(Exercise description): Pull every line with "categories" from the data.

(Data for analysis):
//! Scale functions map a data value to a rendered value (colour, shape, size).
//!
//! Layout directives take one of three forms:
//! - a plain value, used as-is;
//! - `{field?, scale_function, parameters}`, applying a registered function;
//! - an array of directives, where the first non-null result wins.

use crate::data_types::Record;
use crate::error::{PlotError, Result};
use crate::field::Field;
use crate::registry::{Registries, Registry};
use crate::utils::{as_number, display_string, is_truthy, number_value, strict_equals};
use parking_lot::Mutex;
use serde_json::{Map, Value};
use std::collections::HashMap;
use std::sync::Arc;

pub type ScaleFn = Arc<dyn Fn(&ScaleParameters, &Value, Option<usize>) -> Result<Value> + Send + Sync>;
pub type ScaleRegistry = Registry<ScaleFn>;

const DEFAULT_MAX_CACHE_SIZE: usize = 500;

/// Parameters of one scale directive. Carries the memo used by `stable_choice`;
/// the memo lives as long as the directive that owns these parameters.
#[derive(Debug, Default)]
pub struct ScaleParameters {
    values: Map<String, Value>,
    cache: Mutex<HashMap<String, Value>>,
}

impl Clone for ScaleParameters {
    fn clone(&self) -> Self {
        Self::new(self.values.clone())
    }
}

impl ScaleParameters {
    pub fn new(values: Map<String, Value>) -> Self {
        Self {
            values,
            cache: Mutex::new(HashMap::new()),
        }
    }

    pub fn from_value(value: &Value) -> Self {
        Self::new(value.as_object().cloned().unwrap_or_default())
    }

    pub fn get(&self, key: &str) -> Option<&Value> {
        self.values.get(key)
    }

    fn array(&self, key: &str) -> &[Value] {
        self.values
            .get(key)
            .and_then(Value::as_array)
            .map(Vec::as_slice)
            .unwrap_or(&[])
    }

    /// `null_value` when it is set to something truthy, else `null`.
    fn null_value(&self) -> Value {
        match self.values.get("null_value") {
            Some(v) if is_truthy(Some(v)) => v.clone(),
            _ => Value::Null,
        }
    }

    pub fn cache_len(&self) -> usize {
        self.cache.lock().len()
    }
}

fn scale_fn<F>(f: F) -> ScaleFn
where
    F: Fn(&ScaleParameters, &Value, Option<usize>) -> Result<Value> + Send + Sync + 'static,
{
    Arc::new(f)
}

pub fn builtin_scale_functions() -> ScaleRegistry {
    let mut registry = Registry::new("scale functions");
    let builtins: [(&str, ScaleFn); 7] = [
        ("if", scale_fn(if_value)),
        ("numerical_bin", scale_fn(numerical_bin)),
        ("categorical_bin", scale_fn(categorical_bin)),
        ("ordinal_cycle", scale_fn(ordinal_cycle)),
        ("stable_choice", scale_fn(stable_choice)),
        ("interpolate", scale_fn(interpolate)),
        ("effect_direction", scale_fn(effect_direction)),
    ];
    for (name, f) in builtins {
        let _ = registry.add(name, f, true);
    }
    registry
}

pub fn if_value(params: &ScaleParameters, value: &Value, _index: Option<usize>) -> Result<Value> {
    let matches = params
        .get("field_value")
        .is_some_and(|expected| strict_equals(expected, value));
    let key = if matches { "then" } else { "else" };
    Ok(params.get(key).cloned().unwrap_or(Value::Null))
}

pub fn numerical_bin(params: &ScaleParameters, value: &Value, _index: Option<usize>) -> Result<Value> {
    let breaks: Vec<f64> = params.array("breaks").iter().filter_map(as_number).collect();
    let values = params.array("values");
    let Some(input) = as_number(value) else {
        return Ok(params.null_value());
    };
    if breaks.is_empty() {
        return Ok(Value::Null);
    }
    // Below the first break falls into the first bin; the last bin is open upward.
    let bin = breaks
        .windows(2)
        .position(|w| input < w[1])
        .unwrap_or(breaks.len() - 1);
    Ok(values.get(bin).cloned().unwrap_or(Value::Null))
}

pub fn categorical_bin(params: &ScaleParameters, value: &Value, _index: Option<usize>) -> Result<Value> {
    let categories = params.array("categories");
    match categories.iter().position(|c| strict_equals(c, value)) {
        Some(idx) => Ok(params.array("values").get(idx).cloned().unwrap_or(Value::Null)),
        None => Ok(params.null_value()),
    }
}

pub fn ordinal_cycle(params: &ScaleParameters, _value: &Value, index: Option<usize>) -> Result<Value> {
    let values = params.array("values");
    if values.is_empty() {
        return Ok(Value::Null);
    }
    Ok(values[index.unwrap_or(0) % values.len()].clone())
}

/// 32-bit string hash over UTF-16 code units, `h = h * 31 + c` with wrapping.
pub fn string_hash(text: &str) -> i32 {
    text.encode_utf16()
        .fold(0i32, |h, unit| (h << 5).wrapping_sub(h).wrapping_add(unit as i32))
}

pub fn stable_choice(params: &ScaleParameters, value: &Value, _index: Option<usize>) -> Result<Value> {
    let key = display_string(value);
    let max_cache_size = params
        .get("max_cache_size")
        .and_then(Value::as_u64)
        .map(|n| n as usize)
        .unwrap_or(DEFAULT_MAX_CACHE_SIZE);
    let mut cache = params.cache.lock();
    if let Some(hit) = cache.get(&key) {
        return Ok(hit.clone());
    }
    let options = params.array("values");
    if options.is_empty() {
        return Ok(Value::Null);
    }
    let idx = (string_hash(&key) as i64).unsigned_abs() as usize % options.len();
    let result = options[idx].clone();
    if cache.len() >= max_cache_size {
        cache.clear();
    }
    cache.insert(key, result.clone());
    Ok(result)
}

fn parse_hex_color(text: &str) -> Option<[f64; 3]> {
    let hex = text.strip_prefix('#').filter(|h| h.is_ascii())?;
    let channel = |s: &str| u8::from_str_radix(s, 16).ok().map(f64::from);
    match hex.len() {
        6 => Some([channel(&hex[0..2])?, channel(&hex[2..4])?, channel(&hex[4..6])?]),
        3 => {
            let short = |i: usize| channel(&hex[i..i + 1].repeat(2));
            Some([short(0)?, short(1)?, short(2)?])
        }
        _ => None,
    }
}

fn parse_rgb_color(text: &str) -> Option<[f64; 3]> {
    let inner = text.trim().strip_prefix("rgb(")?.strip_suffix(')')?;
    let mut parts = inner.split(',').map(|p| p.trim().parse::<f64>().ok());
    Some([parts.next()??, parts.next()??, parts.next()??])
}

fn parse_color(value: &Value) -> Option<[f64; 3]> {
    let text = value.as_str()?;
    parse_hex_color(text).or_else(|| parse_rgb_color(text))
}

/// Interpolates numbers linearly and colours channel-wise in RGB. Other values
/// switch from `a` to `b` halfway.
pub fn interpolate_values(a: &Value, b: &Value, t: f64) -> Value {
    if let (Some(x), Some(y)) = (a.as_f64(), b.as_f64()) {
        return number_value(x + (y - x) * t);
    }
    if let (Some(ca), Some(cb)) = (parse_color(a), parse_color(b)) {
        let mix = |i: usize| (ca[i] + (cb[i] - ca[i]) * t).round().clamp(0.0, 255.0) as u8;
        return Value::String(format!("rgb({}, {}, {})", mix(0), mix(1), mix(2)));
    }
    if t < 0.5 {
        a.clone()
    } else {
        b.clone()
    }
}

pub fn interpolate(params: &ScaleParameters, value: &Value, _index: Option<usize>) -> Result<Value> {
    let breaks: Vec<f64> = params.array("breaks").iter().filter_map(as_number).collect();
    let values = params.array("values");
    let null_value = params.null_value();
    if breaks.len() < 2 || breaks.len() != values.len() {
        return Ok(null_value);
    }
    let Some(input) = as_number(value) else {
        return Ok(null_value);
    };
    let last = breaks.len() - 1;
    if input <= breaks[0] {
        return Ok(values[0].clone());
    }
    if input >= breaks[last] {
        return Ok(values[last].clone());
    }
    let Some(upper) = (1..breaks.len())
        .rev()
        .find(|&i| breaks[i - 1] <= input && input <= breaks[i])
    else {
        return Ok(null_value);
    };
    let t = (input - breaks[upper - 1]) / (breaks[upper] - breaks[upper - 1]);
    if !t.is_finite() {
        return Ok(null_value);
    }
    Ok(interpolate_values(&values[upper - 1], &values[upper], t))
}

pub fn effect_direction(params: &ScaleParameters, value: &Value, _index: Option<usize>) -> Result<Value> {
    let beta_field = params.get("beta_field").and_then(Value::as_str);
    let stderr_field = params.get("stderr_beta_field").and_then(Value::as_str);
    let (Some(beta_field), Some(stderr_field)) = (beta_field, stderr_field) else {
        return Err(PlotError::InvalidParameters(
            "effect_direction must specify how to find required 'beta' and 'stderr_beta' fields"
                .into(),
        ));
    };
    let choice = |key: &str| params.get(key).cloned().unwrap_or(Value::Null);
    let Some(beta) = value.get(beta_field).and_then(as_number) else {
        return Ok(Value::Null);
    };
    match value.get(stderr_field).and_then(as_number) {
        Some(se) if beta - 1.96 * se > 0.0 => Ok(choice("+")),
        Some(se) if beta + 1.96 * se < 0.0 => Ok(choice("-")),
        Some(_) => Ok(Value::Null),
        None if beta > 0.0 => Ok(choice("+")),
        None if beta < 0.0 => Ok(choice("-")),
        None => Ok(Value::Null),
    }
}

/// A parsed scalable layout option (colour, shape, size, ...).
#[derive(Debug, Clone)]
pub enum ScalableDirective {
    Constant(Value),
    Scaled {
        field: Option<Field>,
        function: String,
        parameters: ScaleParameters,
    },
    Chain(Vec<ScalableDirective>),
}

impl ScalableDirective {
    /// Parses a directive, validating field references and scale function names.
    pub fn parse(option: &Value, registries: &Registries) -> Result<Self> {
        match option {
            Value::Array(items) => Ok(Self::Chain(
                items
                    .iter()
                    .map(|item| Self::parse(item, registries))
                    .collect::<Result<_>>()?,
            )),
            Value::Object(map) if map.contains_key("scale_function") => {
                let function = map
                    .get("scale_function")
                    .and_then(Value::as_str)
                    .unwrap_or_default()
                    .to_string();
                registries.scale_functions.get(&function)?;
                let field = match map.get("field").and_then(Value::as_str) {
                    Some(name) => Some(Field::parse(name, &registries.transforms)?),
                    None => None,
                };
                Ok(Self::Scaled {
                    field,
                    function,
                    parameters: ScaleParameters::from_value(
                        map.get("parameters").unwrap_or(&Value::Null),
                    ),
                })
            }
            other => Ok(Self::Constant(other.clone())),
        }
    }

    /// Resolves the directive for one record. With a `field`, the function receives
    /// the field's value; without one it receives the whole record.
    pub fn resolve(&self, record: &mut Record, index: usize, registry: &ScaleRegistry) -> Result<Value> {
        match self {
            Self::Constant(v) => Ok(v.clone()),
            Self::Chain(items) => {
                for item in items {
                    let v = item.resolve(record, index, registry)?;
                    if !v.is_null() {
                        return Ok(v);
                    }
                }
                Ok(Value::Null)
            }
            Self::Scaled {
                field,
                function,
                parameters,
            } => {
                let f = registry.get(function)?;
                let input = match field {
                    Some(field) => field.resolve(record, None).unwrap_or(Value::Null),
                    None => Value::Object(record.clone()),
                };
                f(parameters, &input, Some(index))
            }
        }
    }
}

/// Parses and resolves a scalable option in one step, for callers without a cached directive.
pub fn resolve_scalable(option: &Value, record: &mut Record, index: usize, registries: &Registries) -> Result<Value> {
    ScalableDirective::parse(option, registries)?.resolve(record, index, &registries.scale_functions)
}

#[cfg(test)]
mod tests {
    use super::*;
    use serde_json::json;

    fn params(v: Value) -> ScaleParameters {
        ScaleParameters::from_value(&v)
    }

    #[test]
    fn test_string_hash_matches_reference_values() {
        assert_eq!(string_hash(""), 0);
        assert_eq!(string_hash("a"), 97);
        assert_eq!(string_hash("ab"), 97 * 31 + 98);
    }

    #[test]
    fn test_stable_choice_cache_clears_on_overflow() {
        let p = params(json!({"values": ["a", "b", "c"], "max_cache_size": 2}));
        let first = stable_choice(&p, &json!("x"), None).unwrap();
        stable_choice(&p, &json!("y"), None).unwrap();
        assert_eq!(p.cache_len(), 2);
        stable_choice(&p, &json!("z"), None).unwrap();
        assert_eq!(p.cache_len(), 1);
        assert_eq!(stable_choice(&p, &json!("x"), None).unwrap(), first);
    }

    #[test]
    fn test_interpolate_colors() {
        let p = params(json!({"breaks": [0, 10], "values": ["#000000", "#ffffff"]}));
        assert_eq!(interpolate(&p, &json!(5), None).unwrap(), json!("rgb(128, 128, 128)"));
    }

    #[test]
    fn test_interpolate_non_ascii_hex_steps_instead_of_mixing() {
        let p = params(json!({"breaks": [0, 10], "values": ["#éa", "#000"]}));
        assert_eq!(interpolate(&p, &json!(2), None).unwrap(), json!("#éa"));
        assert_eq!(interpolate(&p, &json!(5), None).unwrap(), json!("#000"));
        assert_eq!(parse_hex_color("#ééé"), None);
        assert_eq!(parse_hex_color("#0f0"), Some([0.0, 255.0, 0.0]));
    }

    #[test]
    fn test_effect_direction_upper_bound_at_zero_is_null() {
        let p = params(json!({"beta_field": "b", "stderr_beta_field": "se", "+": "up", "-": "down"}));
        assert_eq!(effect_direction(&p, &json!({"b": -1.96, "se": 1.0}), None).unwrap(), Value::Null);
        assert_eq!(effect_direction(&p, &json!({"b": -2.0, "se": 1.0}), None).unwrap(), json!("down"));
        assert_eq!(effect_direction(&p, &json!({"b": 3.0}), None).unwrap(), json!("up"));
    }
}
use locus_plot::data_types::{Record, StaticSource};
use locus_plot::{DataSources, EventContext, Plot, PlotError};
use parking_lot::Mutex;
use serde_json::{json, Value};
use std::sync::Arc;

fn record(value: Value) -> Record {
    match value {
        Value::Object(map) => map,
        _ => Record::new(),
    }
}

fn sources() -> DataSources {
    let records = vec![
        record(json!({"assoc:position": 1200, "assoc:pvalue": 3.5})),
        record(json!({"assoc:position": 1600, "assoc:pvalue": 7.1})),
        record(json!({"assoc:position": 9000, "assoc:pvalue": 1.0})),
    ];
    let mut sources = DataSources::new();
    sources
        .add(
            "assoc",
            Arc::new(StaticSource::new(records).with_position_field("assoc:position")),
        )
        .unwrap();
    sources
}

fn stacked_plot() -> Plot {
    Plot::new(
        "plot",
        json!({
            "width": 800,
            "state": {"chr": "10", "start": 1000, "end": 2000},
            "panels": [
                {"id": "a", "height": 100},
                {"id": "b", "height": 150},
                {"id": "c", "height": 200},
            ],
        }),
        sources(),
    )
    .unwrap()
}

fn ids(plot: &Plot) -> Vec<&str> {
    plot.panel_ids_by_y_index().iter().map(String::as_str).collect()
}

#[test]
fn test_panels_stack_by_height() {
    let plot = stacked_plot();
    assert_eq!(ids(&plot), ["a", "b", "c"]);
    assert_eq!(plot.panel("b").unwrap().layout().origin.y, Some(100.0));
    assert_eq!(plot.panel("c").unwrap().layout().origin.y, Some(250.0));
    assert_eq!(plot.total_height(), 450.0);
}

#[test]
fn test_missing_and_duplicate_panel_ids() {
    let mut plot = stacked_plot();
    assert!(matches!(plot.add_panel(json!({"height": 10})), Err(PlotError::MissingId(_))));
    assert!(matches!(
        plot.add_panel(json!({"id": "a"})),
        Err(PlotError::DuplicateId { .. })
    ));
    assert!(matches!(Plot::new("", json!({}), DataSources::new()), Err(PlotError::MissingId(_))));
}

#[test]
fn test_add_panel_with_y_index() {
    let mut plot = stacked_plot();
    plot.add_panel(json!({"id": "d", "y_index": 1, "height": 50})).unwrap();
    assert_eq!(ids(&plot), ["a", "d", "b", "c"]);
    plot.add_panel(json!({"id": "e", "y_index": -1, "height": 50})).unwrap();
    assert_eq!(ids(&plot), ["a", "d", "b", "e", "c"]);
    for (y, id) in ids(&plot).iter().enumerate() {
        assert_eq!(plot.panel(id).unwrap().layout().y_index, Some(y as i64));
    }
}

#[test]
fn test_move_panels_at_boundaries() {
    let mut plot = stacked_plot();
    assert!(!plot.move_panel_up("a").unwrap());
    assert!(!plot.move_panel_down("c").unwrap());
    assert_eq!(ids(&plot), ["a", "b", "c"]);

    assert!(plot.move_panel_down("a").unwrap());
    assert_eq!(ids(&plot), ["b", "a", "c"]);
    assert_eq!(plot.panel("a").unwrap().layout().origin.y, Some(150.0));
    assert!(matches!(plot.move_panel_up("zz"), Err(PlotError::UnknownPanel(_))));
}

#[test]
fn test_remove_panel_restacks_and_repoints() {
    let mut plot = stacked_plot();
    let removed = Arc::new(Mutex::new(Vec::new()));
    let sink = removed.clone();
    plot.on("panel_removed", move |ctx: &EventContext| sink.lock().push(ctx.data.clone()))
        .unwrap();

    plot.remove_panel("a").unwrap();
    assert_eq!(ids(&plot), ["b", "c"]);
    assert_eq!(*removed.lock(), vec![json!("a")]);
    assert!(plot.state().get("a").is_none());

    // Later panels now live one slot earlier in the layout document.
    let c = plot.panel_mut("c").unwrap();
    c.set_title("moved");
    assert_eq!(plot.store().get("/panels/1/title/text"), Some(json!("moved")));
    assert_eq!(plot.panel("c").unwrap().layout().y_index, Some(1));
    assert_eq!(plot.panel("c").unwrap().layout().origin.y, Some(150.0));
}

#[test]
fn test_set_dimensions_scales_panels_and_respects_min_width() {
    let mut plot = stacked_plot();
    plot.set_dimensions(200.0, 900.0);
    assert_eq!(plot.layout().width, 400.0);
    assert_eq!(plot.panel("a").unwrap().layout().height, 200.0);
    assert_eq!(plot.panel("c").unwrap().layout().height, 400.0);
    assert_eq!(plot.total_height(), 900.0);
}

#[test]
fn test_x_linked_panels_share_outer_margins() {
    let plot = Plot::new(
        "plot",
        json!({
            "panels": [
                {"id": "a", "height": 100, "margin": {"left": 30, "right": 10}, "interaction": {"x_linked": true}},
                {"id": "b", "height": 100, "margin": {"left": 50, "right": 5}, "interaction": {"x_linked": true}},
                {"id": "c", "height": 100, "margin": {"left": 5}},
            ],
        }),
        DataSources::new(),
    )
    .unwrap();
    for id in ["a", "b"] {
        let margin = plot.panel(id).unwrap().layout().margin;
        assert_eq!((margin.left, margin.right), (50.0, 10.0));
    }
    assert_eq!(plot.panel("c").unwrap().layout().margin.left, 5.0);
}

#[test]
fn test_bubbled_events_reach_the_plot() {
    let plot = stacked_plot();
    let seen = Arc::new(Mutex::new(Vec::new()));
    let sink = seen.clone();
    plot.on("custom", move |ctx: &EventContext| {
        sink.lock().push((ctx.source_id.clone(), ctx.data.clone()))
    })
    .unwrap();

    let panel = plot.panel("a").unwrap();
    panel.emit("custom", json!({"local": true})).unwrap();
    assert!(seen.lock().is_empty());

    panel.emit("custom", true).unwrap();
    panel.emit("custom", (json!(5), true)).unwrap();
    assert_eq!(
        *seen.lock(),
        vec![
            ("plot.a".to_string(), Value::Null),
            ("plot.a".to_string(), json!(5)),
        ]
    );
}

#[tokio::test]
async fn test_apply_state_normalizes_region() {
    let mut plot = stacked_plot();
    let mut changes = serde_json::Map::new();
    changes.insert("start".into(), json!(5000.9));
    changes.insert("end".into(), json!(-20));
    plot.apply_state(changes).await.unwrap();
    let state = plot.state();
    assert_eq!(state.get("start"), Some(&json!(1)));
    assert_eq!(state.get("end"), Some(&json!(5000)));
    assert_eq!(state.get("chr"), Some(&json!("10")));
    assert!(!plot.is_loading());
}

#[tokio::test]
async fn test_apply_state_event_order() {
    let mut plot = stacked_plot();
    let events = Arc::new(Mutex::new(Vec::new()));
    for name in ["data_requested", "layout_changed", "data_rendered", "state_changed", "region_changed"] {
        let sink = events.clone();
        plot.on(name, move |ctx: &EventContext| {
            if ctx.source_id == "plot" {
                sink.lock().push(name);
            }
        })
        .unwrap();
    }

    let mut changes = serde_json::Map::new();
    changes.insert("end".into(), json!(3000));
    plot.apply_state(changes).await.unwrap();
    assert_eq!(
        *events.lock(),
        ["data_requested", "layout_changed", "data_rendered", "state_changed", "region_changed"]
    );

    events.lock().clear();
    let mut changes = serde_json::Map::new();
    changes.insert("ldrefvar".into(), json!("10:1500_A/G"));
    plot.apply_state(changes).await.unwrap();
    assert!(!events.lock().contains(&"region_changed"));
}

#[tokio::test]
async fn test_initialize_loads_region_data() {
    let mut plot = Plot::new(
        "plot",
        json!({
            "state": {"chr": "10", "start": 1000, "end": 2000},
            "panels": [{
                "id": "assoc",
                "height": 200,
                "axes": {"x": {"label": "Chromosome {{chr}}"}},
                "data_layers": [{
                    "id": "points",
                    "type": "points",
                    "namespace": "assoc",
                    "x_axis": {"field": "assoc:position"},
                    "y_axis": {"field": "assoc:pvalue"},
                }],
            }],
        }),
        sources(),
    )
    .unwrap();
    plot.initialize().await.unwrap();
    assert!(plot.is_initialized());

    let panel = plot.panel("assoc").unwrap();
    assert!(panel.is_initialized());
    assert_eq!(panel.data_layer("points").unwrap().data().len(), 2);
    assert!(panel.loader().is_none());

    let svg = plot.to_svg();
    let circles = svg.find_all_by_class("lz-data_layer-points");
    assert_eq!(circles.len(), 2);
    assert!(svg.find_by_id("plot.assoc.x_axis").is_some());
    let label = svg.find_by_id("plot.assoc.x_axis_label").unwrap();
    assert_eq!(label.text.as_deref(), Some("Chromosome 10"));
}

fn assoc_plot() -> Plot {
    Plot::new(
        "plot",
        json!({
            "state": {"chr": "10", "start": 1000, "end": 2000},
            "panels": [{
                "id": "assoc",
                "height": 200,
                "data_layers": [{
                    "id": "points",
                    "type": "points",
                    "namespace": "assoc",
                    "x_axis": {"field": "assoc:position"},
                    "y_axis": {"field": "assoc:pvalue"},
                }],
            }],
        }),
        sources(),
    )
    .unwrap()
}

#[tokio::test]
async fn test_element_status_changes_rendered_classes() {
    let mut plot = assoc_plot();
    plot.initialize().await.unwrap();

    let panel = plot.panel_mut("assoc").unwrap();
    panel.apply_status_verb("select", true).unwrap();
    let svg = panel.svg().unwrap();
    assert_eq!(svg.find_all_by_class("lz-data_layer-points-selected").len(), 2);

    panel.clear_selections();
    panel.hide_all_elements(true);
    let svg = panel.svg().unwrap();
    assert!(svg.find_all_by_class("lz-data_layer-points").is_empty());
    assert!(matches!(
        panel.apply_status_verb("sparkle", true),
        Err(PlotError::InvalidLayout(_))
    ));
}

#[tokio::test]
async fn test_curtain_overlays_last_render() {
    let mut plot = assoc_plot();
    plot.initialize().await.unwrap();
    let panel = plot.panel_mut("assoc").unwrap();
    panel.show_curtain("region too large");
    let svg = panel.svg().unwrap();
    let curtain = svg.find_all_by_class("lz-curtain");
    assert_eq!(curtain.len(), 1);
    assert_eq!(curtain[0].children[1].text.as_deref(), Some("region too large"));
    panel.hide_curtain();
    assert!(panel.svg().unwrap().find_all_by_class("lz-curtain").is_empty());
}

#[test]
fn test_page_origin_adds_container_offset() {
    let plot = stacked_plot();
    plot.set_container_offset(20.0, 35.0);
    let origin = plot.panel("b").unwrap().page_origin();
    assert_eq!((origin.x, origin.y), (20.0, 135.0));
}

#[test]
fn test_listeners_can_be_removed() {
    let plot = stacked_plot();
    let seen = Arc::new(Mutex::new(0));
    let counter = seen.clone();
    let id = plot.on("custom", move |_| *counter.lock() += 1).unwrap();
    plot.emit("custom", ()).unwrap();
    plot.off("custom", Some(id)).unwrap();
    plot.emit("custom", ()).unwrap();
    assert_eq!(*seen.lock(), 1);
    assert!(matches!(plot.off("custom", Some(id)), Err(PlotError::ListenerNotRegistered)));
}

(Output):
    let categories = params.array("categories");
    match categories.iter().position(|c| strict_equals(c, value)) {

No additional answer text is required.